On Wednesday, Brown is due to give what has been described as a "highly personal" address to a joint session of Congress, becoming only the fifth British prime minister in history to be given the honour.

"I believe there is no challenge so great or so difficult that it cannot be overcome by America, Britain and the world working together," Brown wrote in the Sunday Times newspaper this week.

"Britain and America may be separated by the thousands of miles of the Atlantic, but we are united by shared values that can never be broken," he wrote.

"And as America stands at its own dawn of hope, I want that hope to be fulfilled through us all coming together to shape the 21st century as the first century of a truly global society," Brown added.
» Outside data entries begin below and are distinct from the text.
use num_bigint::BigInt;

use crate::codec::{CodecError, NeoSerializable};

/// A binary decoder reading the Neo wire format from a byte slice.
///
/// Every read is bounds-checked: running past the end of the input yields
/// [`CodecError::Truncated`], a var-int length exceeding the remaining
/// input yields [`CodecError::MalformedLength`].
#[derive(Debug, Clone)]
pub struct Decoder<'a> {
	data: &'a [u8],
	pointer: usize,
	marker: usize,
}

impl<'a> Decoder<'a> {
	pub fn new(data: &'a [u8]) -> Self {
		Self { data, pointer: 0, marker: 0 }
	}

	pub fn pointer(&self) -> usize {
		self.pointer
	}

	pub fn available(&self) -> usize {
		self.data.len() - self.pointer
	}

	pub fn read_bool(&mut self) -> Result<bool, CodecError> {
		Ok(self.read_u8()? == 1)
	}

	pub fn read_u8(&mut self) -> Result<u8, CodecError> {
		if self.pointer >= self.data.len() {
			return Err(CodecError::Truncated { needed: 1 });
		}
		let val = self.data[self.pointer];
		self.pointer += 1;
		Ok(val)
	}

	pub fn read_u16(&mut self) -> Result<u16, CodecError> {
		let bytes: [u8; 2] = self.read_array()?;
		Ok(u16::from_le_bytes(bytes))
	}

	pub fn read_i16(&mut self) -> Result<i16, CodecError> {
		let bytes: [u8; 2] = self.read_array()?;
		Ok(i16::from_le_bytes(bytes))
	}

	pub fn read_u32(&mut self) -> Result<u32, CodecError> {
		let bytes: [u8; 4] = self.read_array()?;
		Ok(u32::from_le_bytes(bytes))
	}

	pub fn read_i32(&mut self) -> Result<i32, CodecError> {
		let bytes: [u8; 4] = self.read_array()?;
		Ok(i32::from_le_bytes(bytes))
	}

	pub fn read_u64(&mut self) -> Result<u64, CodecError> {
		let bytes: [u8; 8] = self.read_array()?;
		Ok(u64::from_le_bytes(bytes))
	}

	pub fn read_i64(&mut self) -> Result<i64, CodecError> {
		let bytes: [u8; 8] = self.read_array()?;
		Ok(i64::from_le_bytes(bytes))
	}

	fn read_array<const N: usize>(&mut self) -> Result<[u8; N], CodecError> {
		if self.available() < N {
			return Err(CodecError::Truncated { needed: N - self.available() });
		}
		let mut out = [0u8; N];
		out.copy_from_slice(&self.data[self.pointer..self.pointer + N]);
		self.pointer += N;
		Ok(out)
	}

	pub fn read_bytes(&mut self, length: usize) -> Result<Vec<u8>, CodecError> {
		if self.available() < length {
			return Err(CodecError::Truncated { needed: length - self.available() });
		}
		let result = self.data[self.pointer..self.pointer + length].to_vec();
		self.pointer += length;
		Ok(result)
	}

	/// Reads a var-int. Rejects lengths announcing more bytes than remain
	/// in the buffer so malformed prefixes fail before any allocation.
	pub fn read_var_int(&mut self) -> Result<u64, CodecError> {
		let first = self.read_u8()?;
		match first {
			0xFD => self.read_u16().map(u64::from),
			0xFE => self.read_u32().map(u64::from),
			0xFF => self.read_u64(),
			_ => Ok(first as u64),
		}
	}

	pub fn read_var_bytes(&mut self) -> Result<Vec<u8>, CodecError> {
		let len = self.read_var_int()?;
		if len > self.available() as u64 {
			return Err(CodecError::MalformedLength(format!(
				"var-int announces {len} bytes but only {} remain",
				self.available()
			)));
		}
		self.read_bytes(len as usize)
	}

	pub fn read_var_string(&mut self) -> Result<String, CodecError> {
		let bytes = self.read_var_bytes()?;
		String::from_utf8(bytes).map_err(|e| CodecError::InvalidEncoding(e.to_string()))
	}

	/// Reads a compressed EC point (tag 0x02 or 0x03 followed by the
	/// 32-byte x coordinate), returning all 33 bytes.
	pub fn read_encoded_ec_point(&mut self) -> Result<Vec<u8>, CodecError> {
		let tag = self.read_u8()?;
		match tag {
			0x02 | 0x03 => {
				let mut point = vec![tag];
				point.extend(self.read_bytes(32)?);
				Ok(point)
			},
			_ => Err(CodecError::InvalidEncoding("Invalid encoded EC point".to_string())),
		}
	}

	/// Reads a PUSHDATA-prefixed byte string from a NeoVM script.
	pub fn read_push_bytes(&mut self) -> Result<Vec<u8>, CodecError> {
		use crate::neo_types::OpCode;
		let opcode = self.read_u8()?;
		let len = match OpCode::try_from(opcode).map_err(|_| CodecError::InvalidOpCode)? {
			OpCode::PushData1 => self.read_u8()? as usize,
			OpCode::PushData2 => self.read_u16()? as usize,
			OpCode::PushData4 => self.read_u32()? as usize,
			_ => return Err(CodecError::InvalidOpCode),
		};
		self.read_bytes(len)
	}

	/// Reads a PUSHINT-or-constant integer from a NeoVM script.
	pub fn read_push_int(&mut self) -> Result<BigInt, CodecError> {
		use crate::neo_types::OpCode;
		let byte = self.read_u8()?;

		if (OpCode::PushM1 as u8..=OpCode::Push16 as u8).contains(&byte) {
			return Ok(BigInt::from(byte as i16 - OpCode::Push0 as i16));
		}

		let count = match OpCode::try_from(byte).map_err(|_| CodecError::InvalidOpCode)? {
			OpCode::PushInt8 => 1,
			OpCode::PushInt16 => 2,
			OpCode::PushInt32 => 4,
			OpCode::PushInt64 => 8,
			OpCode::PushInt128 => 16,
			OpCode::PushInt256 => 32,
			_ =>
				return Err(CodecError::InvalidEncoding(
					"Couldn't parse PUSHINT op code".to_string(),
				)),
		};

		let bytes = self.read_bytes(count)?;
		Ok(BigInt::from_signed_bytes_le(&bytes))
	}

	pub fn read_push_string(&mut self) -> Result<String, CodecError> {
		let bytes = self.read_push_bytes()?;
		String::from_utf8(bytes)
			.map_err(|_| CodecError::InvalidEncoding("Invalid UTF-8".to_string()))
	}

	pub fn read_serializable<T: NeoSerializable>(&mut self) -> Result<T, CodecError> {
		T::decode(self).map_err(|_| CodecError::InvalidFormat)
	}

	/// Reads a var-int element count followed by that many fixed-layout
	/// elements.
	pub fn read_serializable_list<T: NeoSerializable>(&mut self) -> Result<Vec<T>, CodecError> {
		let len = self.read_var_int()?;
		if len > self.available() as u64 {
			return Err(CodecError::MalformedLength(format!(
				"var-int announces {len} elements but only {} bytes remain",
				self.available()
			)));
		}
		let mut list = Vec::with_capacity(len as usize);
		for _ in 0..len {
			list.push(T::decode(self).map_err(|_| CodecError::InvalidFormat)?);
		}
		Ok(list)
	}

	pub fn mark(&mut self) {
		self.marker = self.pointer;
	}

	pub fn reset(&mut self) {
		self.pointer = self.marker;
	}
}

#[cfg(test)]
mod tests {
	use num_bigint::BigInt;

	use crate::codec::{CodecError, Decoder};

	#[test]
	fn test_read_push_data_bytes() {
		let prefix_count_map = [
			(hex::decode("0c01").unwrap(), 1),
			(hex::decode("0cff").unwrap(), 255),
			(hex::decode("0d0001").unwrap(), 256),
			(hex::decode("0d0010").unwrap(), 4096),
			(hex::decode("0e00000100").unwrap(), 65536),
		];

		for (prefix, count) in prefix_count_map {
			let bytes = vec![1u8; count];
			let data = [prefix.as_slice(), bytes.as_slice()].concat();
			assert_eq!(Decoder::new(&data).read_push_bytes().unwrap(), bytes);
		}
	}

	#[test]
	fn test_fail_read_push_data() {
		let data = hex::decode("4b010000").unwrap();
		let err = Decoder::new(&data).read_push_bytes().unwrap_err();
		assert_eq!(err, CodecError::InvalidOpCode);
	}

	#[test]
	fn test_read_push_data_string() {
		let empty = hex::decode("0c00").unwrap();
		assert_eq!(Decoder::new(&empty).read_push_string().unwrap(), "");

		let a = hex::decode("0c0161").unwrap();
		assert_eq!(Decoder::new(&a).read_push_string().unwrap(), "a");
	}

	#[test]
	fn test_read_push_int() {
		let zero = hex::decode("10").unwrap();
		assert_eq!(Decoder::new(&zero).read_push_int().unwrap(), BigInt::from(0));

		let one = hex::decode("11").unwrap();
		assert_eq!(Decoder::new(&one).read_push_int().unwrap(), BigInt::from(1));

		let minus_one = hex::decode("0f").unwrap();
		assert_eq!(Decoder::new(&minus_one).read_push_int().unwrap(), BigInt::from(-1));

		let sixteen = hex::decode("20").unwrap();
		assert_eq!(Decoder::new(&sixteen).read_push_int().unwrap(), BigInt::from(16));

		let two_fifty_five = hex::decode("00ff").unwrap();
		assert_eq!(Decoder::new(&two_fifty_five).read_push_int().unwrap(), BigInt::from(-1));

		let int16 = hex::decode("01ff00").unwrap();
		assert_eq!(Decoder::new(&int16).read_push_int().unwrap(), BigInt::from(255));
	}

	#[test]
	fn test_read_u32() {
		let max = [0xffu8; 4];
		assert_eq!(Decoder::new(&max).read_u32().unwrap(), 4_294_967_295);

		let one = hex::decode("01000000").unwrap();
		assert_eq!(Decoder::new(&one).read_u32().unwrap(), 1);

		let custom = hex::decode("8cae0000ff").unwrap();
		assert_eq!(Decoder::new(&custom).read_u32().unwrap(), 44_684);
	}

	#[test]
	fn test_read_i64() {
		let min = [0x00, 0x00, 0x00, 0x00, 0x00, 0x00, 0x00, 0x80];
		assert_eq!(Decoder::new(&min).read_i64().unwrap(), i64::MIN);

		let max = [0xff, 0xff, 0xff, 0xff, 0xff, 0xff, 0xff, 0x7f];
		assert_eq!(Decoder::new(&max).read_i64().unwrap(), i64::MAX);
	}

	#[test]
	fn test_truncated_reads() {
		let mut reader = Decoder::new(&[0x01]);
		assert!(matches!(reader.read_u32(), Err(CodecError::Truncated { .. })));

		// var-int length larger than remaining input
		let data = [0xFDu8, 0xFF, 0xFF, 0x00];
		let mut reader = Decoder::new(&data);
		assert!(matches!(reader.read_var_bytes(), Err(CodecError::MalformedLength(_))));
	}
}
Talks are expected to go less smoothly, however, on the issue of military cooperation, an area that had formed the backbone of close ties between Britain and the US in the Bush era.

Officials said Brown would use the meeting to impress on Obama the need to put "greater pressure" on other European countries - apart from Britain - to commit more troops to Afghanistan.

Britain, which already has 8,300 troops in the volatile southern province of Helmand, has insisted that the Obama administration understood its position and had not asked for more British troops.

It was therefore not expected that Obama would "look to Britain first" when it came to increasing NATO troop levels in Afghanistan.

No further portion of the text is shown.